小学校の教師として授業で道徳を教える際に、さまざまな銅像を題材にして、学びを深めていたという、丸岡慎弥さん。著書『銅像が教えてくれる日本史』(扶桑社新書)から、銅像の姿から見えてくる秀吉の生き方について、一部抜粋・再編集して紹介する。

天守を背にして立つ秀吉像

大阪城を訪れる人々の目にまず飛び込んでくるのは、雄大な天守閣の姿です。しかし、その堂々たる天守を背にして立つ一体の銅像こそが、多くの人々の心を捉えて離しません。
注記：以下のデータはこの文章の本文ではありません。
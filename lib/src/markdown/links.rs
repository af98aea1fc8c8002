use pulldown_cmark::{Event, LinkType, Tag, TagEnd};
use pulldown_cmark_escape::{escape_href, escape_html};

use super::Plugin;
use crate::util::is_external_url;

/// Opens links to other sites in a new browsing context (`target="_blank"`).
#[derive(Default)]
pub struct ExternalLinks;

struct LinkIterator<I> {
    inner: I,
    rewritten: bool,
}

impl<'a, I: Iterator<Item = Event<'a>>> Iterator for LinkIterator<I> {
    type Item = Event<'a>;

    fn next(&mut self) -> Option<Self::Item> {
        let event = match self.inner.next()? {
            Event::Start(Tag::Link { link_type, dest_url, title, .. })
                if link_type != LinkType::Email && is_external_url(&dest_url) =>
            {
                // Links don't nest, so one flag pairs this with its end tag.
                self.rewritten = true;

                let mut html = String::from("<a href=\"");
                let _ = escape_href(&mut html, &dest_url);
                if !title.is_empty() {
                    html.push_str("\" title=\"");
                    let _ = escape_html(&mut html, &title);
                }

                html.push_str("\" target=\"_blank\">");
                Event::Html(html.into())
            }
            Event::End(TagEnd::Link) if self.rewritten => {
                self.rewritten = false;
                Event::Html("</a>".into())
            }
            event => event,
        };

        Some(event)
    }
}

impl Plugin for ExternalLinks {
    fn remap<'a, I>(&'a mut self, events: I) -> impl Iterator<Item = Event<'a>> + 'a
        where I: Iterator<Item = Event<'a>> + 'a
    {
        LinkIterator { inner: events, rewritten: false }
    }
}
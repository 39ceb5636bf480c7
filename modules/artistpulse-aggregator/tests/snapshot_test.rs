//! End-to-end sessions: resolve an artist, then take a snapshot of every
//! table. Covers the four dashboard walkthroughs and failure isolation.

use artistpulse_aggregator::testing::*;
use artistpulse_aggregator::views;
use artistpulse_aggregator::{AggregatorOptions, ArtistProfileAggregator, Provider};
use artistpulse_common::{FailurePolicy, Record, TrackRecord, TrendPoint};
use chrono::NaiveDate;

fn full_suga() -> MockProviders {
    let tracks = (0..10)
        .map(|i| track(&format!("Track {i}"), 60 + i, 200_000, "2023-04-21"))
        .collect();
    let week = |day| NaiveDate::from_ymd_opt(2024, 6, day).unwrap();

    MockProviders::new(
        MockCatalog::new()
            .on_search("SUGA", vec![artist("sp-suga", "SUGA", 9_800_000)])
            .on_tracks("sp-suga", tracks),
        MockVideo::new()
            .on_search("SUGA", "UC-suga")
            .on_statistics("UC-suga", counters("500", Some("40"), "12")),
        MockForum::new()
            .on_search("SUGA", vec![thread("t1", "thread")])
            .on_thread(
                "t1",
                vec![
                    forum_comment("one", 3, vec![]),
                    forum_comment("two", 2, vec![more(9)]),
                    forum_comment("three", 1, vec![]),
                ],
            ),
        MockEvents::new().on_search(
            "SUGA",
            vec![event(Some("Tour"), Some("2024-08-06"), Some(("UBS Arena", "Elmont")))],
        ),
        MockTrends::new().on_keyword("SUGA", vec![interest(week(2), 70, false), interest(week(9), 80, true)]),
    )
}

async fn session(mocks: &MockProviders, policy: FailurePolicy) -> ArtistProfileAggregator {
    let options = AggregatorOptions {
        failure_policy: policy,
        ..AggregatorOptions::default()
    };
    ArtistProfileAggregator::new("SUGA", mocks.providers(), options)
        .await
        .unwrap()
}

// ---------------------------------------------------------------------------
// Walkthroughs
// ---------------------------------------------------------------------------

#[tokio::test]
async fn resolved_artist_gets_every_top_track() {
    let mocks = full_suga();
    let agg = session(&mocks, FailurePolicy::Propagate).await;

    assert!(agg.identity().catalog_id.is_some());
    let tracks = agg.tracks().await.unwrap();
    assert_eq!(tracks.len(), 10);
    assert!(tracks.rows().iter().all(|t| t.popularity <= 100));
}

#[tokio::test]
async fn artist_without_channel_gets_empty_channel_table() {
    let mocks = MockProviders::new(
        MockCatalog::new().on_search("SUGA", vec![artist("sp-suga", "SUGA", 1)]),
        MockVideo::new(),
        MockForum::new(),
        MockEvents::new(),
        MockTrends::new(),
    );
    let agg = session(&mocks, FailurePolicy::Propagate).await;

    let channel = agg.channel_stats().await.unwrap();
    assert!(channel.is_empty());
}

#[tokio::test]
async fn events_timeout_yields_empty_table() {
    let mocks = MockProviders::new(
        MockCatalog::new().on_search("SUGA", vec![artist("sp-suga", "SUGA", 1)]),
        MockVideo::new(),
        MockForum::new(),
        MockEvents::new().failing(),
        MockTrends::new(),
    );
    let agg = session(&mocks, FailurePolicy::Propagate).await;

    assert!(agg.events().await.is_empty());
}

#[tokio::test]
async fn thread_with_placeholder_yields_three_scored_comments() {
    let mocks = full_suga().with_scorer(FixedScorer::new().on_text("one", 0.5).on_text("three", -0.25));
    let agg = session(&mocks, FailurePolicy::Propagate).await;

    let comments = agg.comments().await.unwrap();
    assert_eq!(comments.len(), 3);
    let sentiments: Vec<f64> = comments.rows().iter().map(|c| c.sentiment).collect();
    assert_eq!(sentiments, vec![0.5, 0.0, -0.25]);
}

// ---------------------------------------------------------------------------
// Snapshot
// ---------------------------------------------------------------------------

#[tokio::test]
async fn snapshot_collects_every_table() {
    let mocks = full_suga();
    let agg = session(&mocks, FailurePolicy::Propagate).await;

    let snap = agg.snapshot().await;

    assert!(snap.failures.is_empty());
    assert_eq!(snap.identity.name, "SUGA");
    assert_eq!(snap.tracks.len(), 10);
    assert_eq!(snap.channel.len(), 1);
    assert_eq!(snap.comments.len(), 3);
    assert_eq!(snap.events.len(), 1);
    assert_eq!(snap.trends.len(), 2);

    let metrics = views::quick_metrics(&snap.identity, &snap.channel, &snap.events);
    assert_eq!(metrics.followers, 9_800_000);
    assert_eq!(metrics.subscribers, 40);
    assert_eq!(metrics.upcoming_events, 1);
}

#[tokio::test]
async fn snapshot_isolates_a_failing_provider() {
    let mocks = MockProviders::new(
        MockCatalog::new().on_search("SUGA", vec![artist("sp-suga", "SUGA", 9_800_000)]),
        MockVideo::new()
            .on_search("SUGA", "UC-suga")
            .on_statistics("UC-suga", counters("500", Some("40"), "12")),
        MockForum::new(),
        MockEvents::new(),
        MockTrends::new().failing(),
    );
    let agg = session(&mocks, FailurePolicy::Propagate).await;

    let snap = agg.snapshot().await;

    // No tracks registered for sp-suga, and trends always fails.
    let failed: Vec<&str> = snap.failures.iter().map(|f| f.table).collect();
    assert_eq!(failed, vec![TrackRecord::TABLE, TrendPoint::TABLE]);
    assert_eq!(snap.failures[1].provider, Some(Provider::Trends));
    assert!(snap.tracks.is_empty());
    assert!(snap.trends.is_empty());
    assert_eq!(snap.channel.len(), 1);
}

#[tokio::test]
async fn degraded_snapshot_reports_no_failures() {
    let mocks = MockProviders::new(
        MockCatalog::new().on_search("SUGA", vec![artist("sp-suga", "SUGA", 1)]),
        MockVideo::new(),
        MockForum::new().failing_search(),
        MockEvents::new().failing(),
        MockTrends::new().failing(),
    );
    let agg = session(&mocks, FailurePolicy::Degrade).await;

    let snap = agg.snapshot().await;

    assert!(snap.failures.is_empty());
    assert!(snap.comments.is_empty());
    assert!(snap.trends.is_empty());
}

#[tokio::test]
async fn snapshot_serializes_tables_with_columns() {
    let mocks = full_suga();
    let agg = session(&mocks, FailurePolicy::Degrade).await;

    let json = serde_json::to_value(agg.snapshot().await).unwrap();

    assert_eq!(json["tracks"]["table"], "tracks");
    assert_eq!(json["channel"]["columns"], serde_json::json!(["view_count", "subscriber_count", "video_count"]));
    assert_eq!(json["trends"]["rows"][1]["is_partial"], true);
    assert!(json["id"].is_string());
}

#[tokio::test]
async fn repeated_fetches_return_fresh_equal_tables() {
    let mocks = full_suga();
    let agg = session(&mocks, FailurePolicy::Propagate).await;

    let first = agg.tracks().await.unwrap();
    let second = agg.tracks().await.unwrap();

    assert_eq!(first, second);
    assert_eq!(mocks.catalog.track_calls(), 2);
}
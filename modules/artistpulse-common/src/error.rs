use thiserror::Error;

#[derive(Error, Debug)]
pub enum ConfigError {
    #[error("{0} environment variable is required")]
    Missing(&'static str),

    #[error("Invalid value for {key}: {value}")]
    Invalid { key: &'static str, value: String },
}
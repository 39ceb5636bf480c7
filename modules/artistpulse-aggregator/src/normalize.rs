//! Upstream shape → record projection.
//!
//! Every optional upstream field that ends up in a record is mapped here, in
//! one place, so the sentinel rules stay consistent across fetchers.

use std::collections::VecDeque;

use artistpulse_common::{
    ChannelStats, CommentRecord, EventRecord, TrackRecord, TrendPoint, UNKNOWN,
};

use crate::error::{AggregatorError, Provider, Result};
use crate::sentiment::{clamp_polarity, SentimentScorer};
use crate::traits::{
    CatalogTrack, ForumComment, ForumNode, RawChannelStatistics, RawEvent, RawInterestPoint,
};

const MAX_POPULARITY: u32 = 100;

fn or_unknown(value: Option<String>) -> String {
    value
        .filter(|v| !v.trim().is_empty())
        .unwrap_or_else(|| UNKNOWN.to_string())
}

pub fn track_record(track: CatalogTrack) -> TrackRecord {
    TrackRecord {
        name: track.name,
        popularity: track.popularity.min(MAX_POPULARITY),
        duration_ms: track.duration_ms,
        release_date: track.release_date,
    }
}

/// Parse a stringified counter. An absent counter (e.g. hidden subscriber
/// count) is zero; a present but non-numeric one is a malformed response.
pub fn parse_counter(field: &str, raw: Option<&str>) -> Result<u64> {
    match raw {
        None => Ok(0),
        Some(s) => s.trim().parse::<u64>().map_err(|_| {
            AggregatorError::malformed(Provider::Video, format!("{field} is not a counter: {s:?}"))
        }),
    }
}

pub fn channel_stats(raw: &RawChannelStatistics) -> Result<ChannelStats> {
    Ok(ChannelStats {
        view_count: parse_counter("viewCount", raw.view_count.as_deref())?,
        subscriber_count: parse_counter("subscriberCount", raw.subscriber_count.as_deref())?,
        video_count: parse_counter("videoCount", raw.video_count.as_deref())?,
    })
}

/// Only the first venue is considered, even when an event lists several.
pub fn event_record(event: RawEvent) -> EventRecord {
    let (venue, city) = match event.venues.into_iter().next() {
        Some(v) => (v.name, v.city),
        None => (None, None),
    };
    EventRecord {
        name: or_unknown(event.name),
        date: or_unknown(event.start_date),
        venue: or_unknown(venue),
        city: or_unknown(city),
    }
}

pub fn trend_point(point: RawInterestPoint) -> TrendPoint {
    TrendPoint {
        date: point.time.date_naive(),
        interest: point.value,
        is_partial: point.is_partial,
    }
}

/// Flatten a comment forest breadth-first. "Load more" placeholders are
/// dropped without expansion; the second value counts how many were dropped.
pub fn flatten_zero_depth(roots: Vec<ForumNode>) -> (Vec<ForumComment>, usize) {
    let mut comments = Vec::new();
    let mut discarded = 0;
    let mut queue: VecDeque<ForumNode> = roots.into();

    while let Some(node) = queue.pop_front() {
        match node {
            ForumNode::More { .. } => discarded += 1,
            ForumNode::Comment { comment, replies } => {
                comments.push(comment);
                queue.extend(replies);
            }
        }
    }

    (comments, discarded)
}

pub fn comment_record(comment: ForumComment, scorer: &dyn SentimentScorer) -> CommentRecord {
    let sentiment = clamp_polarity(scorer.polarity(&comment.body));
    CommentRecord {
        body: comment.body,
        score: comment.score,
        created: comment.created,
        sentiment,
    }
}
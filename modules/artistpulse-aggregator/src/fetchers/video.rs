use std::sync::Arc;

use artistpulse_common::{ArtistIdentity, ChannelStats, FailurePolicy, Table};
use tracing::debug;

use crate::error::{settle, AggregatorError, Provider, Result};
use crate::normalize;
use crate::traits::VideoProvider;

/// Aggregate channel counters: one row, or none when no channel resolved.
pub struct VideoChannelStatsFetcher {
    provider: Arc<dyn VideoProvider>,
    policy: FailurePolicy,
}

impl VideoChannelStatsFetcher {
    pub fn new(provider: Arc<dyn VideoProvider>, policy: FailurePolicy) -> Self {
        Self { provider, policy }
    }

    pub async fn fetch(&self, identity: &ArtistIdentity) -> Result<Table<ChannelStats>> {
        let Some(channel_id) = identity.video_channel_id.as_deref() else {
            debug!(artist = identity.name.as_str(), "No video channel, skipping statistics");
            return Ok(Table::empty());
        };
        settle(self.policy, self.fetch_stats(channel_id).await)
    }

    async fn fetch_stats(&self, channel_id: &str) -> Result<Table<ChannelStats>> {
        let raw = self
            .provider
            .channel_statistics(channel_id)
            .await
            .map_err(|e| AggregatorError::provider_call(Provider::Video, e))?;

        match raw {
            Some(raw) => Ok(Table::new(vec![normalize::channel_stats(&raw)?])),
            None => {
                debug!(channel_id, "Channel has no statistics item");
                Ok(Table::empty())
            }
        }
    }
}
豊臣秀吉の銅像です。

令和8年(2026)には、秀吉と彼を陰で支えた弟の秀長(ひでなが)を描いたNHK大河ドラマ『豊臣兄弟!』が放映されますが、大阪城には豊臣兄弟を祀る豊國(ほうこく)神社があり、秀吉の銅像はその境内にあります。

豊臣秀吉の銅像(画像:イメージ)
豊臣秀吉の銅像(画像:イメージ)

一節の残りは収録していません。